Write out each entry again. Keep every word exactly as it is.

[Records from a data source]
# # # # #

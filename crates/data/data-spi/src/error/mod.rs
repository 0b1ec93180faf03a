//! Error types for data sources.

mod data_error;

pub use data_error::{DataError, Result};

# # # # #

Output of the exercise:
filename crates/data/data-spi/src/error/mod.rs
repository 0b1ec93180faf03a
//! Error types for data sources.

mod data_error;

pub use data_error::{DataError, Result};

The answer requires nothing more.